Here's more about Epic's actions from Professor Schweber (see: Howard Schweber: Epic's power should not be used to silence others). He himself is very critical of WMC but makes some very interesting points about primary versus secondary boycotts and this is the basis for his criticism of Epic. In the case of a secondary boycott, an attack is mounted on the supporters of the primary target.

What I find the most interesting about this controversy is that large health systems such as Kaiser are willing to spend hundreds of millions of dollars for mission-critical clinical software supplied by a privately-held company like Epic that is so tightly controlled by its executive office and founder. This same issue may occasionally arise during the purchase of an LIS but the stakes are never as high.

Proposed Naming Schema for All Clinical Lab Testing

A recent post (see: Comparison of "Traditional" Lab Testing with Direct Access Testing) marked an effort on my part to begin to establish a naming convention for all clinical lab testing. Here's a quote from the note:

The key difference between traditional lab testing (TLT) and direct-access-testing (DAT) is that physicians order the former and they are always performed by someone other than the patient/consumer. Patients/consumers order and frequently pay out-of-pocket for the latter and they may or may not perform the tests themselves.

In response to this note, I received the following comment from Mark Terry:

I'm the author of the article [quoted in the blog note]....Although I don't disagree with your definitions in general, they are very, very broad, which poses a lot of difficulties in terms of market research and analysis.
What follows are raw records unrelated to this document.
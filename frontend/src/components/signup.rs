use leptos::prelude::*;
use leptos::task::spawn_local;
use talkboard::messages::describe;
use talkboard::route::paths;
use talkboard::validation::{self, Field, FieldErrors};
use talkboard::{PageContext, RenderError};
use talkboard_shared::SignupRequest;

use crate::components::form::{FieldHint, FormAlert, errors_from};
use crate::components::header::Header;
use crate::context::{ToastKind, use_app};
use crate::web::{read_file, selected_file};

pub fn page(ctx: PageContext) -> Result<AnyView, RenderError> {
    Ok(view! { <SignupPage ctx=ctx /> }.into_any())
}

#[component]
pub fn SignupPage(ctx: PageContext) -> impl IntoView {
    let app = use_app();
    let token = ctx.token;

    let (email, set_email) = signal(String::new());
    let (password, set_password) = signal(String::new());
    let (confirm, set_confirm) = signal(String::new());
    let (nickname, set_nickname) = signal(String::new());
    let (image_url, set_image_url) = signal(Option::<String>::None);
    let (uploading, set_uploading) = signal(false);
    let (is_submitting, set_is_submitting) = signal(false);
    let (errors, set_errors) = signal(FieldErrors::new());

    // 选中文件后立即上传
    let on_file = {
        let token = token.clone();
        move |ev: leptos::ev::Event| {
            let Some(file) = selected_file(&ev) else {
                return;
            };
            set_uploading.set(true);
            let api = app.api();
            let token = token.clone();
            spawn_local(async move {
                let picked = match read_file(&file).await {
                    Ok(picked) => picked,
                    Err(e) => {
                        tracing::warn!(error = %e, "failed to read selected file");
                        if token.is_current() {
                            set_uploading.set(false);
                        }
                        return;
                    }
                };
                let result = api.upload_image(&picked.name, &picked.mime, picked.bytes).await;
                if !token.is_current() {
                    tracing::debug!("discarding stale upload result");
                    return;
                }
                match result {
                    Ok(uploaded) => set_image_url.set(Some(uploaded.file_url)),
                    Err(e) => app.show_toast(describe(&e, "图片上传失败"), ToastKind::Error),
                }
                set_uploading.set(false);
            });
        }
    };

    let on_submit = move |ev: leptos::web_sys::SubmitEvent| {
        ev.prevent_default();
        let check = validation::signup_form(
            &email.get(),
            &password.get(),
            &confirm.get(),
            &nickname.get(),
        );
        if !check.is_empty() {
            set_errors.set(check);
            return;
        }

        set_is_submitting.set(true);
        set_errors.set(FieldErrors::new());

        let req = SignupRequest {
            email: email.get().trim().to_string(),
            password: password.get(),
            nickname: nickname.get(),
            profile_image_url: image_url.get(),
        };
        let api = app.api();
        let token = token.clone();
        spawn_local(async move {
            let result = api.signup(&req).await;
            if !token.is_current() {
                return;
            }
            match result {
                Ok(()) => {
                    app.show_toast("注册成功，请登录", ToastKind::Success);
                    app.navigate(paths::LOGIN);
                }
                Err(e) => {
                    set_errors.set(errors_from(&e, "注册失败，请稍后重试"));
                    set_is_submitting.set(false);
                }
            }
        });
    };

    view! {
        <Header back=paths::LOGIN />
        <div class="flex justify-center bg-base-200 min-h-screen p-4">
            <div class="card w-full max-w-md shadow-2xl bg-base-100 h-fit">
                <form class="card-body" on:submit=on_submit>
                    <h1 class="card-title text-2xl justify-center">"注册"</h1>

                    <div class="flex flex-col items-center gap-2">
                        <span class="label-text">"头像（可选）"</span>
                        <label class="cursor-pointer">
                            {move || match image_url.get() {
                                Some(src) => view! {
                                    <div class="avatar">
                                        <div class="w-24 rounded-full"><img src=src alt="" /></div>
                                    </div>
                                }.into_any(),
                                None => view! {
                                    <div class="w-24 h-24 rounded-full bg-base-300 flex items-center justify-center text-3xl">
                                        "+"
                                    </div>
                                }.into_any(),
                            }}
                            <input type="file" accept="image/*" class="hidden" on:change=on_file />
                        </label>
                        <Show when=move || uploading.get()>
                            <span class="loading loading-dots loading-sm"></span>
                        </Show>
                    </div>

                    <div class="form-control">
                        <label class="label"><span class="label-text">"邮箱"</span></label>
                        <input
                            type="email"
                            placeholder="请输入邮箱"
                            on:input=move |ev| set_email.set(event_target_value(&ev))
                            prop:value=email
                            class="input input-bordered"
                        />
                        <FieldHint errors=errors field=Field::Email />
                    </div>
                    <div class="form-control">
                        <label class="label"><span class="label-text">"密码"</span></label>
                        <input
                            type="password"
                            placeholder="至少 8 个字符"
                            on:input=move |ev| set_password.set(event_target_value(&ev))
                            prop:value=password
                            class="input input-bordered"
                        />
                        <FieldHint errors=errors field=Field::Password />
                    </div>
                    <div class="form-control">
                        <label class="label"><span class="label-text">"确认密码"</span></label>
                        <input
                            type="password"
                            placeholder="再次输入密码"
                            on:input=move |ev| set_confirm.set(event_target_value(&ev))
                            prop:value=confirm
                            class="input input-bordered"
                        />
                        <FieldHint errors=errors field=Field::PasswordConfirm />
                    </div>
                    <div class="form-control">
                        <label class="label"><span class="label-text">"昵称"</span></label>
                        <input
                            type="text"
                            placeholder="最多 10 个字符"
                            on:input=move |ev| set_nickname.set(event_target_value(&ev))
                            prop:value=nickname
                            class="input input-bordered"
                        />
                        <FieldHint errors=errors field=Field::Nickname />
                    </div>

                    <FormAlert errors=errors />

                    <div class="form-control mt-4">
                        <button
                            class="btn btn-primary"
                            disabled=move || is_submitting.get() || uploading.get()
                        >
                            "注册"
                        </button>
                    </div>
                    <a class="link link-hover text-sm text-center mt-2" href=format!("#{}", paths::LOGIN)>
                        "已有账号？去登录"
                    </a>
                </form>
            </div>
        </div>
    }
}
DTC, Direct-To-Consumer, would include pregnancy tests, ovulation tests, even blood sugar urine strips and test kits, which is a very different market (and market size) than DAT, Direct Access Testing, which is typically referring to Minute Clinics and Doc-in-The-Box or online services that provide laboratory testing without a physician's order, but generally send the samples to an independent laboratory (most often LabCorp and/or Quest Diagnostics).
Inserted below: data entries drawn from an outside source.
//! 应用上下文
//!
//! 持有启动时装配好的服务（API、用户存储、位置），并把会话用户
//! 镜像为信号，通过 Context 在组件间共享。

use leptos::prelude::*;
use talkboard::{BoardApi, Services};
use talkboard_shared::SessionUser;

use crate::web::{FetchTransport, Timeout};

const TOAST_MILLIS: u32 = 3000;

#[derive(Debug, Clone, Copy, PartialEq, Eq)]
pub enum ToastKind {
    Info,
    Success,
    Error,
}

#[derive(Debug, Clone, PartialEq)]
pub struct Toast {
    pub message: String,
    pub kind: ToastKind,
}

#[derive(Clone, Copy)]
pub struct AppContext {
    services: StoredValue<Services<FetchTransport>, LocalStorage>,
    toast_timer: StoredValue<Option<Timeout>, LocalStorage>,
    /// 当前会话用户（只读）
    pub user: ReadSignal<Option<SessionUser>>,
    pub toast: ReadSignal<Option<Toast>>,
    set_toast: WriteSignal<Option<Toast>>,
}

impl AppContext {
    pub fn new(services: Services<FetchTransport>) -> Self {
        let (user, set_user) = signal(services.users.get_user());
        services
            .users
            .subscribe(move |u| set_user.set(u.cloned()));

        let (toast, set_toast) = signal(None);
        Self {
            services: StoredValue::new_local(services),
            toast_timer: StoredValue::new_local(None),
            user,
            toast,
            set_toast,
        }
    }

    pub fn api(&self) -> BoardApi<FetchTransport> {
        self.services.with_value(|s| s.api.clone())
    }

    pub fn services(&self) -> Services<FetchTransport> {
        self.services.get_value()
    }

    /// 跳转到 `path`（修改片段，由路由器完成解析）
    pub fn navigate(&self, path: &str) {
        self.services.with_value(|s| s.location.set_fragment(path));
    }

    /// 显示提示，3 秒后自动消失；新提示会替换旧提示
    pub fn show_toast(&self, message: impl Into<String>, kind: ToastKind) {
        self.set_toast.set(Some(Toast {
            message: message.into(),
            kind,
        }));

        let set_toast = self.set_toast;
        let timer = Timeout::new(TOAST_MILLIS, move || set_toast.set(None));
        self.toast_timer.set_value(timer);
    }

    pub fn dismiss_toast(&self) {
        self.toast_timer.set_value(None);
        self.set_toast.set(None);
    }
}

/// 从 Context 获取应用上下文
pub fn use_app() -> AppContext {
    use_context::<AppContext>().expect("AppContext should be provided")
}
I think that I will hold firm to my original idea to label all lab tests not ordered by physicians as direct-access-testing (DAT) instead of direct-to-consumer testing. After all, the consumer is "directly accessing" the tests without a physician as an intermediary. Having made this first cut of physician-ordered versus consumer-ordered tests, it seemed necessary to continue this naming schema to include additional levels. Below is a diagram of this work-in-progress.

There will be little question or argument about the left side of the diagram: traditional lab testing (TLT). On the right side of the diagram is what I refer to as direct-access-testing (DAT), all of which is ordered by patients/ consumers. What is slightly confusing about this right side of the diagram is that some of this testing involves involves self-collection and submission to a professional lab (e.g., submission of cheek swabs to the DNA labs), some involves self-collection and home testing with a kit or home instrument like a glucometer, and some involves collection in a patient service center (PSC) and test performance in a professional lab. This latter category, as well as DNA testing, is the "classic" form of DAT advertised and brokered by a web site.
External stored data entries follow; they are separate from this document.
//! 控制台日志输出
//!
//! 为 `tracing-subscriber` 的 fmt 层提供写入 `console.*` 的 `MakeWriter`，
//! 按事件级别选择 `console.debug/info/warn/error`。

use std::io;

use tracing::{Level, Metadata};
use tracing_subscriber::fmt::MakeWriter;
use tracing_subscriber::filter::LevelFilter;

/// 缓冲一条日志，drop 时一次性写到控制台
pub struct ConsoleWriter {
    level: Level,
    buf: Vec<u8>,
}

impl io::Write for ConsoleWriter {
    fn write(&mut self, data: &[u8]) -> io::Result<usize> {
        self.buf.extend_from_slice(data);
        Ok(data.len())
    }

    fn flush(&mut self) -> io::Result<()> {
        Ok(())
    }
}

impl Drop for ConsoleWriter {
    fn drop(&mut self) {
        let line = String::from_utf8_lossy(&self.buf);
        let line = line.trim_end();
        if line.is_empty() {
            return;
        }
        let msg = line.into();
        match self.level {
            Level::ERROR => web_sys::console::error_1(&msg),
            Level::WARN => web_sys::console::warn_1(&msg),
            Level::INFO => web_sys::console::info_1(&msg),
            _ => web_sys::console::debug_1(&msg),
        }
    }
}

#[derive(Debug, Clone, Copy, Default)]
pub struct MakeConsoleWriter;

impl<'a> MakeWriter<'a> for MakeConsoleWriter {
    type Writer = ConsoleWriter;

    fn make_writer(&'a self) -> Self::Writer {
        ConsoleWriter {
            level: Level::INFO,
            buf: Vec::new(),
        }
    }

    fn make_writer_for(&'a self, meta: &Metadata<'_>) -> Self::Writer {
        ConsoleWriter {
            level: *meta.level(),
            buf: Vec::new(),
        }
    }
}

/// 安装全局日志订阅者（重复调用无效）
pub fn init_logging(level: LevelFilter) {
    let result = tracing_subscriber::fmt()
        .with_writer(MakeConsoleWriter)
        .with_max_level(level)
        .without_time()
        .with_ansi(false)
        .with_target(false)
        .try_init();

    if result.is_err() {
        web_sys::console::warn_1(&"tracing subscriber already installed".into());
    }
}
I anticipate that there will be more variations on this DAT theme in months to come despite the attacks on genomic testing by the California lab regulatory body (see: Direct Access Genetic Testing in California). As noted above, this naming and classification schema is a work-in-progress so I am interested in any comments from readers of this blog about whether it makes sense and also how it can be improved.